In the insurance industry, algorithms are supervised to ensure that no redlining is happening. That can be complicated and add more uncertainty to the processes of decision-making. To ensure compliance, audit trails, scores, and monitoring reports must be produced. ITOps can use the CommandCenter during the whole model's life cycle to respond quickly to troubleshooting as required and rely on various resources to solve them.
After implementing ModelOps Life Cycle with ModelOps, some large enterprise customers are finding some new possibilities. A major multinational insurance corporation has recently arrived at ModelOp after successfully developing data science and computer learning technologies to upgrade their legacy models to machine learning models. To deploy their capabilities of data science and machine learning, they used ModelOps. They found that with this process, they could deploy a lot more models after using ModelOps. They improved the overall insurance policy decisioning by creating a full end-to-end policy adjustment process. Before that, they had no idea that it was feasible to establish a full end-to-end policy adjustment process.
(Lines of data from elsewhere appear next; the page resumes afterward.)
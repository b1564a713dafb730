//! Error types for the sync layer.

use thiserror::Error;

/// Result type for sync operations.
pub type SyncResult<T> = Result<T, SyncError>;

/// Errors that can occur when opening a collection.
///
/// These are the only synchronous errors in the crate. Once a handle
/// exists, its mutate/read path never fails; write and subscription
/// failures are logged and counted instead (see [`crate::SyncStats`]).
#[derive(Debug, Error)]
pub enum SyncError {
    /// The collection key was empty.
    #[error("collection key must not be empty")]
    EmptyKey,

    /// The key is already registered with a different value type.
    #[error("collection {key:?} is already open with a different value type")]
    TypeMismatch {
        /// The disputed key.
        key: String,
    },
}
They got an opportunity for an Enterprise AI solution to boost their current business workflow until they used ModelOps.
How can ModelOps be beneficial for given use cases in the Insurance Industry?
- Insurance Advice: From handling the customer's first interaction to the completion of service, which includes the customer requirements made possible by machine learning algorithms that will review their profiles and recommend personalized products.
- Claim Processing: To automate and improve operational efficiency from the registration to the settlement of claims and enhance the customer experience.
- Fraud Prevention: To identify the claims faster and accurately, which are fraudulent. This will improve the productivity of the claim settlement process and improve fraud prevention.
- Risk management: To find out the losses and premiums for the policies, early identification of risks in the process helps insurers make better use of underwriters' time and provides them with a significant competitive advantage.
The ModelOps Life Cycle is relevant as more organizations are expanding their Enterprise AI initiatives. Probably soon, in the next few years, as more businesses use ModelOp to ramp up their Enterprise AI systems, companies will gradually see a major reduction in "model debt" across organizations.
What we do - To help you leverage the power of AI/ML on a scale that will improve your core processes, we have the expertise and solution. With ModelOps, we help our clients scale and control their enterprise AI initiatives.